The colourful Polish Kashub tribute display at the Renfrew Museum during the summr of 2008 features photos, family tree books, and information on many of Renfrew's original Polish Kashub families, with a glass showcase displaying personal items, dishes etc. of a distinguished Renfrew woman who could trace her roots back to Kashubian Poland -"Lizzie" / Elizabeth Cecilia Sulpher nee Kuash,(1885-1977), daughter of Kashubian Immigrants, John Kuash/Kujach & Anna Blawat, who arrived in Canada in 1872, and wife of Michael Joseph aka Mick aka M.J. Sulpher (1886-1964), successful builder and contractor [he was also the child of Kashubian immigrants; he built the present day Roman Catholic churches in Wilno and Round Lake - St. Mary's and St. Casimir's- and many other churches, schools etc.].

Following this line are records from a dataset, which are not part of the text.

//! Cart and order total computation.
//!
//! One pure function computes totals everywhere they are shown or stored:
//! the cart preview endpoint and the server-side order creation path both
//! call [`compute_totals`], so the number the customer saw is the number
//! the order persists. The server never reads a client-submitted total.

use rust_decimal::prelude::ToPrimitive;
use rust_decimal::{Decimal, RoundingStrategy};
use serde::{Deserialize, Deserializer, Serialize};

use crate::types::ProductId;

/// Maximum quantity a single cart line may carry.
pub const MAX_LINE_QUANTITY: u32 = 99;

/// Pricing configuration applied by [`compute_totals`].
///
/// Explicit values, not ambient environment reads, so the computation is
/// testable and identical across the API and CLI. Defaults match the shop's
/// standing policy: free shipping from ₹999, ₹60 flat fee below it, 5% tax.
#[derive(Debug, Clone, PartialEq, Eq)]
pub struct PricingRules {
    /// Subtotal at or above which shipping is free.
    pub free_shipping_threshold: Decimal,
    /// Flat shipping fee charged below the threshold.
    pub flat_shipping_fee: Decimal,
    /// Tax rate applied to the subtotal (e.g. `0.05` for 5%).
    pub tax_rate: Decimal,
}

impl Default for PricingRules {
    fn default() -> Self {
        Self {
            free_shipping_threshold: Decimal::new(999, 0),
            flat_shipping_fee: Decimal::new(60, 0),
            tax_rate: Decimal::new(5, 2),
        }
    }
}

/// One product entry in a cart or order payload.
///
/// Carts live entirely in client-held state, so this type deserializes
/// leniently: a missing or malformed price or quantity becomes zero instead
/// of rejecting the whole payload, and quantity is capped at
/// [`MAX_LINE_QUANTITY`]. Snapshot fields (title, color, size, image) ride
/// along for order persistence and display.
#[derive(Debug, Clone, Serialize, Deserialize, Default)]
pub struct LineItem {
    /// Catalog reference, when the client still knows it.
    #[serde(default)]
    pub product_id: Option<ProductId>,
    /// Title snapshot at add-to-cart time.
    #[serde(default)]
    pub title: String,
    /// Unit price snapshot.
    #[serde(default, deserialize_with = "lenient_price")]
    pub price: Decimal,
    /// Unit count, capped at [`MAX_LINE_QUANTITY`].
    #[serde(default, deserialize_with = "lenient_quantity")]
    pub quantity: u32,
    /// Selected color, when the product has variants.
    #[serde(default)]
    pub color: Option<String>,
    /// Selected size, when the product has variants.
    #[serde(default)]
    pub size: Option<String>,
    /// Image URL snapshot.
    #[serde(default)]
    pub image: Option<String>,
}

impl LineItem {
    /// The line's contribution to the subtotal.
    ///
    /// Defensive against hand-constructed values: negative prices count as
    /// zero and quantity is capped, matching the deserializer's clamping.
    #[must_use]
    pub fn line_total(&self) -> Decimal {
        self.price.max(Decimal::ZERO) * Decimal::from(self.quantity.min(MAX_LINE_QUANTITY))
    }
}

/// Computed totals for a list of line items.
#[derive(Debug, Clone, PartialEq, Eq, Serialize, Deserialize)]
pub struct Totals {
    /// Sum of `price × quantity` over all lines.
    pub subtotal: Decimal,
    /// Zero at or above the free-shipping threshold, flat fee below it.
    pub shipping: Decimal,
    /// `round(subtotal × tax_rate)` to whole currency units.
    pub tax: Decimal,
    /// Reserved; always zero until a discount engine exists.
    pub discount: Decimal,
    /// `subtotal + shipping + tax − discount`.
    pub total: Decimal,
}

/// Compute order totals from line items and pricing rules.
///
/// Pure function of its inputs. Tax rounds half-away-from-zero to whole
/// currency units; there is no sub-unit currency in this domain.
///
/// ```
/// use marigold_core::{LineItem, PricingRules, compute_totals};
/// use rust_decimal::Decimal;
///
/// let items = [LineItem {
///     price: Decimal::from(500),
///     quantity: 2,
///     ..LineItem::default()
/// }];
/// let totals = compute_totals(&items, &PricingRules::default());
/// assert_eq!(totals.subtotal, Decimal::from(1000));
/// assert_eq!(totals.shipping, Decimal::ZERO);
/// assert_eq!(totals.tax, Decimal::from(50));
/// assert_eq!(totals.total, Decimal::from(1050));
/// ```
#[must_use]
pub fn compute_totals(items: &[LineItem], rules: &PricingRules) -> Totals {
    let subtotal: Decimal = items.iter().map(LineItem::line_total).sum();

    let shipping = if subtotal >= rules.free_shipping_threshold {
        Decimal::ZERO
    } else {
        rules.flat_shipping_fee
    };

    let tax = (subtotal * rules.tax_rate)
        .round_dp_with_strategy(0, RoundingStrategy::MidpointAwayFromZero);

    let discount = Decimal::ZERO;

    Totals {
        subtotal,
        shipping,
        tax,
        discount,
        total: subtotal + shipping + tax - discount,
    }
}

// =============================================================================
// Lenient deserialization
// =============================================================================

/// Accept a number, a numeric string, or garbage; garbage becomes zero.
fn lenient_price<'de, D>(deserializer: D) -> Result<Decimal, D::Error>
where
    D: Deserializer<'de>,
{
    let value = serde_json::Value::deserialize(deserializer)?;
    Ok(decimal_from_value(&value).max(Decimal::ZERO))
}

/// Accept a number or numeric string; garbage becomes zero, values are
/// clamped to `[0, MAX_LINE_QUANTITY]`.
fn lenient_quantity<'de, D>(deserializer: D) -> Result<u32, D::Error>
where
    D: Deserializer<'de>,
{
    let value = serde_json::Value::deserialize(deserializer)?;
    let quantity = decimal_from_value(&value)
        .max(Decimal::ZERO)
        .trunc()
        .to_u32()
        .unwrap_or(0);
    Ok(quantity.min(MAX_LINE_QUANTITY))
}

fn decimal_from_value(value: &serde_json::Value) -> Decimal {
    match value {
        serde_json::Value::Number(n) => n.to_string().parse().unwrap_or(Decimal::ZERO),
        serde_json::Value::String(s) => s.trim().parse().unwrap_or(Decimal::ZERO),
        _ => Decimal::ZERO,
    }
}

#[cfg(test)]
#[allow(clippy::unwrap_used)]
mod tests {
    use super::*;

    fn item(price: i64, quantity: u32) -> LineItem {
        LineItem {
            price: Decimal::from(price),
            quantity,
            ..LineItem::default()
        }
    }

    #[test]
    fn test_above_threshold_free_shipping() {
        // 2 × 500 = 1000 >= 999: no shipping, 5% tax
        let totals = compute_totals(&[item(500, 2)], &PricingRules::default());
        assert_eq!(totals.subtotal, Decimal::from(1000));
        assert_eq!(totals.shipping, Decimal::ZERO);
        assert_eq!(totals.tax, Decimal::from(50));
        assert_eq!(totals.discount, Decimal::ZERO);
        assert_eq!(totals.total, Decimal::from(1050));
    }

    #[test]
    fn test_below_threshold_flat_fee() {
        let totals = compute_totals(&[item(300, 1)], &PricingRules::default());
        assert_eq!(totals.subtotal, Decimal::from(300));
        assert_eq!(totals.shipping, Decimal::from(60));
        assert_eq!(totals.tax, Decimal::from(15));
        assert_eq!(totals.total, Decimal::from(375));
    }

    #[test]
    fn test_threshold_boundary_is_inclusive() {
        let totals = compute_totals(&[item(999, 1)], &PricingRules::default());
        assert_eq!(totals.shipping, Decimal::ZERO);

        let totals = compute_totals(&[item(998, 1)], &PricingRules::default());
        assert_eq!(totals.shipping, Decimal::from(60));
    }

    #[test]
    fn test_tax_rounds_to_whole_units() {
        // 249 × 5% = 12.45 → 12
        let totals = compute_totals(&[item(249, 1)], &PricingRules::default());
        assert_eq!(totals.tax, Decimal::from(12));

        // 250 × 5% = 12.50 → 13 (half away from zero)
        let totals = compute_totals(&[item(250, 1)], &PricingRules::default());
        assert_eq!(totals.tax, Decimal::from(13));
    }

    #[test]
    fn test_additivity_invariant() {
        let carts: &[Vec<LineItem>] = &[
            vec![],
            vec![item(300, 1)],
            vec![item(500, 2), item(120, 3)],
            vec![item(999, 1), item(1, 99)],
        ];
        for items in carts {
            let t = compute_totals(items, &PricingRules::default());
            assert_eq!(t.total, t.subtotal + t.shipping + t.tax - t.discount);
            assert_eq!(
                t.shipping.is_zero(),
                t.subtotal >= PricingRules::default().free_shipping_threshold
            );
        }
    }

    #[test]
    fn test_monotonic_in_quantity() {
        let rules = PricingRules::default();
        let mut previous = compute_totals(&[item(120, 1)], &rules);
        for quantity in 2..=20 {
            let current = compute_totals(&[item(120, quantity)], &rules);
            assert!(current.subtotal >= previous.subtotal);
            assert!(current.total >= previous.total);
            previous = current;
        }
    }

    #[test]
    fn test_quantity_capped() {
        let totals = compute_totals(&[item(10, 500)], &PricingRules::default());
        assert_eq!(totals.subtotal, Decimal::from(990));
    }

    #[test]
    fn test_negative_price_counts_as_zero() {
        let totals = compute_totals(&[item(-100, 2), item(300, 1)], &PricingRules::default());
        assert_eq!(totals.subtotal, Decimal::from(300));
    }

    #[test]
    fn test_lenient_deserialization() {
        // Malformed price, string price, missing quantity, oversized quantity
        let items: Vec<LineItem> = serde_json::from_str(
            r#"[
                {"title": "bad price", "price": "abc", "quantity": 2},
                {"title": "string price", "price": "199.50", "quantity": "3"},
                {"title": "no quantity", "price": 100},
                {"title": "too many", "price": 10, "quantity": 500},
                {"title": "null price", "price": null, "quantity": 1}
            ]"#,
        )
        .unwrap();

        assert_eq!(items[0].price, Decimal::ZERO);
        assert_eq!(items[0].quantity, 2);
        assert_eq!(items[1].price, "199.50".parse::<Decimal>().unwrap());
        assert_eq!(items[1].quantity, 3);
        assert_eq!(items[2].quantity, 0);
        assert_eq!(items[3].quantity, MAX_LINE_QUANTITY);
        assert_eq!(items[4].price, Decimal::ZERO);

        // A malformed entry contributes price 0 / quantity 0, never an error
        let totals = compute_totals(&items, &PricingRules::default());
        assert_eq!(
            totals.subtotal,
            "199.50".parse::<Decimal>().unwrap() * Decimal::from(3)
                + Decimal::from(10) * Decimal::from(MAX_LINE_QUANTITY)
        );
    }
}
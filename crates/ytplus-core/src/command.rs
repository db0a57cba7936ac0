//! Player commands and the queue that holds them until the widget is ready

use crate::types::{PlaybackQuality, Size};
use serde::{Deserialize, Serialize};
use std::collections::VecDeque;

/// A state-changing player command
#[derive(Debug, Clone, PartialEq, Serialize, Deserialize)]
#[serde(tag = "command", content = "args", rename_all = "camelCase")]
pub enum Command {
    Play,
    Pause,
    Stop,
    /// Seek to an absolute position in seconds
    Seek(f64),
    /// Volume in the 0-100 range
    SetVolume(u8),
    Mute,
    UnMute,
    SetSize(Size),
    SetPlaybackRate(f64),
    SetPlaybackQuality(PlaybackQuality),
}

impl Command {
    /// Stable command name
    pub fn name(&self) -> &'static str {
        match self {
            Command::Play => "play",
            Command::Pause => "pause",
            Command::Stop => "stop",
            Command::Seek(_) => "seek",
            Command::SetVolume(_) => "setVolume",
            Command::Mute => "mute",
            Command::UnMute => "unMute",
            Command::SetSize(_) => "setSize",
            Command::SetPlaybackRate(_) => "setPlaybackRate",
            Command::SetPlaybackQuality(_) => "setPlaybackQuality",
        }
    }
}

impl std::fmt::Display for Command {
    fn fmt(&self, f: &mut std::fmt::Formatter<'_>) -> std::fmt::Result {
        match self {
            Command::Seek(seconds) => write!(f, "seek({seconds})"),
            Command::SetVolume(volume) => write!(f, "setVolume({volume})"),
            Command::SetSize(size) => write!(f, "setSize({}, {})", size.width, size.height),
            Command::SetPlaybackRate(rate) => write!(f, "setPlaybackRate({rate})"),
            Command::SetPlaybackQuality(quality) => write!(f, "setPlaybackQuality({quality})"),
            other => write!(f, "{}()", other.name()),
        }
    }
}

/// FIFO of commands issued before the widget was ready
#[derive(Debug, Clone, Default)]
pub struct CommandQueue {
    commands: VecDeque<Command>,
}

impl CommandQueue {
    pub fn new() -> Self {
        Self::default()
    }

    pub fn push(&mut self, command: Command) {
        self.commands.push_back(command);
    }

    /// Take every queued command, oldest first, leaving the queue empty
    pub fn drain(&mut self) -> Vec<Command> {
        self.commands.drain(..).collect()
    }

    pub fn clear(&mut self) {
        self.commands.clear();
    }

    pub fn len(&self) -> usize {
        self.commands.len()
    }

    pub fn is_empty(&self) -> bool {
        self.commands.is_empty()
    }

    pub fn iter(&self) -> impl Iterator<Item = &Command> {
        self.commands.iter()
    }
}

#[cfg(test)]
mod tests {
    use super::*;

    #[test]
    fn test_drain_is_fifo_and_empties() {
        let mut queue = CommandQueue::new();
        queue.push(Command::SetVolume(40));
        queue.push(Command::Play);
        queue.push(Command::Seek(12.5));

        assert_eq!(queue.len(), 3);
        assert_eq!(
            queue.drain(),
            vec![Command::SetVolume(40), Command::Play, Command::Seek(12.5)]
        );
        assert!(queue.is_empty());
        assert!(queue.drain().is_empty());
    }

    #[test]
    fn test_command_names() {
        assert_eq!(Command::UnMute.name(), "unMute");
        assert_eq!(Command::SetSize(Size::new(1, 2)).to_string(), "setSize(1, 2)");
        assert_eq!(Command::Play.to_string(), "play()");
    }

    #[test]
    fn test_command_json_shape() {
        let json = serde_json::to_value(Command::Seek(30.0)).unwrap();
        assert_eq!(json["command"], "seek");
        assert_eq!(json["args"], 30.0);
    }
}
//! Player facade - mediates between callers and the embedded widget
//!
//! Coordinates:
//! - Deferring commands until the widget is ready
//! - Re-issuing the last requested load once the API or widget becomes available
//! - Translating widget state codes into named events
//! - Synthesizing time updates while a video plays

use crate::{
    backend::{PlayerApi, PlayerBackend, Ticker, WidgetEvent},
    command::{Command, CommandQueue},
    config::PlayerOptions,
    events::{EventBus, PlayerEvent},
    types::*,
    Error, Result,
};
use tokio::sync::broadcast;
use tracing::{debug, info, warn};

/// Facade over one embedded player widget
pub struct Player {
    /// Id of the host element the widget replaces
    element_id: Option<String>,
    /// Player options
    options: PlayerOptions,
    /// Loaded iframe API, once available
    api: Option<Box<dyn PlayerApi>>,
    /// Widget instance, once created
    widget: Option<Box<dyn PlayerBackend>>,
    /// Time update timer
    ticker: Box<dyn Ticker>,
    /// Set on the widget's ready callback
    ready: bool,
    /// Last requested load
    request: Option<VideoRequest>,
    /// Commands issued before the widget was ready
    queue: CommandQueue,
    /// Set by teardown
    destroyed: bool,
    /// Event fan-out
    events: EventBus,
}
//! Output formatting for CLI

use chrono::{DateTime, Utc};
use console::style;
use serde::Serialize;
use tabled::settings::Style;
use tabled::{Table, Tabled};
use ytplus_core::{EmbedConfig, PlayerEvent};

use crate::commands::Observed;

/// Output format options
#[derive(Debug, Clone, Copy, PartialEq, Eq)]
pub enum OutputFormat {
    Text,
    Json,
}

impl From<&str> for OutputFormat {
    fn from(s: &str) -> Self {
        match s.to_lowercase().as_str() {
            "json" => OutputFormat::Json,
            _ => OutputFormat::Text,
        }
    }
}

#[derive(Tabled, Serialize)]
pub struct StateRow {
    pub code: i32,
    pub name: &'static str,
    pub event: &'static str,
    pub ticker: &'static str,
}

#[derive(Tabled, Serialize)]
pub struct ErrorRow {
    pub code: i32,
    pub outcome: &'static str,
    pub description: &'static str,
}

#[derive(Tabled)]
struct ParamRow {
    parameter: String,
    value: String,
}

/// One JSON line per observed event
#[derive(Serialize)]
struct EventLine<'a> {
    at_ms: u64,
    #[serde(flatten)]
    event: &'a PlayerEvent,
}

/// Print rows as a table, or as a JSON array
pub fn print_rows<T: Tabled + Serialize>(
    rows: impl IntoIterator<Item = T>,
    format: &str,
) -> anyhow::Result<()> {
    let rows: Vec<T> = rows.into_iter().collect();
    match OutputFormat::from(format) {
        OutputFormat::Json => println!("{}", serde_json::to_string_pretty(&rows)?),
        OutputFormat::Text => println!("{}", Table::new(rows).with(Style::rounded())),
    }
    Ok(())
}

pub fn print_header(video_id: &str, started: DateTime<Utc>) {
    println!(
        "{} {} at {}",
        style("Simulating").bold(),
        style(video_id).cyan(),
        started.format("%Y-%m-%d %H:%M:%S UTC")
    );
}

pub fn print_event(entry: &Observed, format: OutputFormat) {
    match format {
        OutputFormat::Json => {
            let line = EventLine {
                at_ms: entry.at.as_millis() as u64,
                event: &entry.event,
            };
            match serde_json::to_string(&line) {
                Ok(json) => println!("{json}"),
                Err(e) => eprintln!("Error: {e}"),
            }
        }
        OutputFormat::Text => {
            let at = format!("[{:>8.3}s]", entry.at.as_secs_f64());
            let event = match &entry.event {
                PlayerEvent::Error { .. } | PlayerEvent::Unplayable(_) => {
                    style(entry.event.to_string()).red()
                }
                PlayerEvent::TimeUpdate(_) => style(entry.event.to_string()).dim(),
                PlayerEvent::Ready | PlayerEvent::Playing => style(entry.event.to_string()).green(),
                _ => style(entry.event.to_string()),
            };
            println!("  {} {}", style(at).dim(), event);
        }
    }
}

pub fn print_summary(observed: &[Observed]) {
    let updates = observed
        .iter()
        .filter(|o| matches!(o.event, PlayerEvent::TimeUpdate(_)))
        .count();
    let last_time = observed.iter().rev().find_map(|o| match o.event {
        PlayerEvent::TimeUpdate(seconds) => Some(seconds),
        _ => None,
    });

    println!();
    println!("  Events: {}", observed.len());
    println!("  Time updates: {updates}");
    if let Some(seconds) = last_time {
        println!("  Last position: {seconds:.3}s");
    }
}

/// Embed config as a parameter table
pub fn print_embed(config: &EmbedConfig) -> anyhow::Result<()> {
    println!(
        "{} {} ({}x{}) from {}",
        style("Embed").bold(),
        style(&config.video_id).cyan(),
        config.width,
        config.height,
        config.host
    );

    let vars = serde_json::to_value(&config.player_vars)?;
    let rows: Vec<ParamRow> = vars
        .as_object()
        .map(|vars| {
            vars.iter()
                .map(|(parameter, value)| ParamRow {
                    parameter: parameter.clone(),
                    value: match value {
                        serde_json::Value::String(s) => s.clone(),
                        other => other.to_string(),
                    },
                })
                .collect()
        })
        .unwrap_or_default();
    println!("{}", Table::new(rows).with(Style::rounded()));
    Ok(())
}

The Renfrew display also features some of the clothing of Lizzie's mother, Anna Kuash [actually spelled Kujach in Kashub] nee Blawat who arrived in Canada in 1872 on board the ship the Agda along with her husband and his two children from his first marriage. She and John lost a child who died on the voyage, but they baptized seven more children in Renfrew, the place she called home from the time of her arrival in Canada. Unlike the majority of Kashubian immigrants, the Kuashs did not seek to make a life on the wild free grant lands of Renfrew County, but stayed in the village of Renfrew. John Kuash/Kujach worked as a labourer and they did very well, eventually acquiring three Town Lots .

 [Thanks to David & Carol Sulpher for providing artifacts & assisting with this display. Other artifacts from the Collection of the Polish Kashub Heritage Museum, Wilno & Shirley Mask Connolly, Curator. Also thanks to Dick Cobus for his contribution of photos, his Cobus family tree book and his help in setting up the display. And to Lila Prince for her extensive collection of family tree books on the Mackwood, Prince, Lemenchick, Utronki etc. families. Family books on the Rouble, Kluke, Lepack, Yackoback families also on display.]

Marcella Cybulski, Carol Sulpher, Shirley & Dick Cobus

For the Kashubian immigrant families who farmed the unforgiving soil covered with rocks and forest in the far reaching limits of the County of Renfrew or the Polish Hills of Quebec, it was a hard struggle to get more than the basic necessities of life. But they were hard working and frugal and made good homes for their families. They supplemented the meager income from their farms by doing bush work in the winter months. They were industrious, resourceful and independent - a dignified people who attended church faithfully and were well-respected in the community.

For Kashubian families who lived in or near Renfrew and became labourers in the mills, lime kiln or on the railroad, a good wage was the reward of their labour and eventually gave them the financial resources to acquire property in or near town.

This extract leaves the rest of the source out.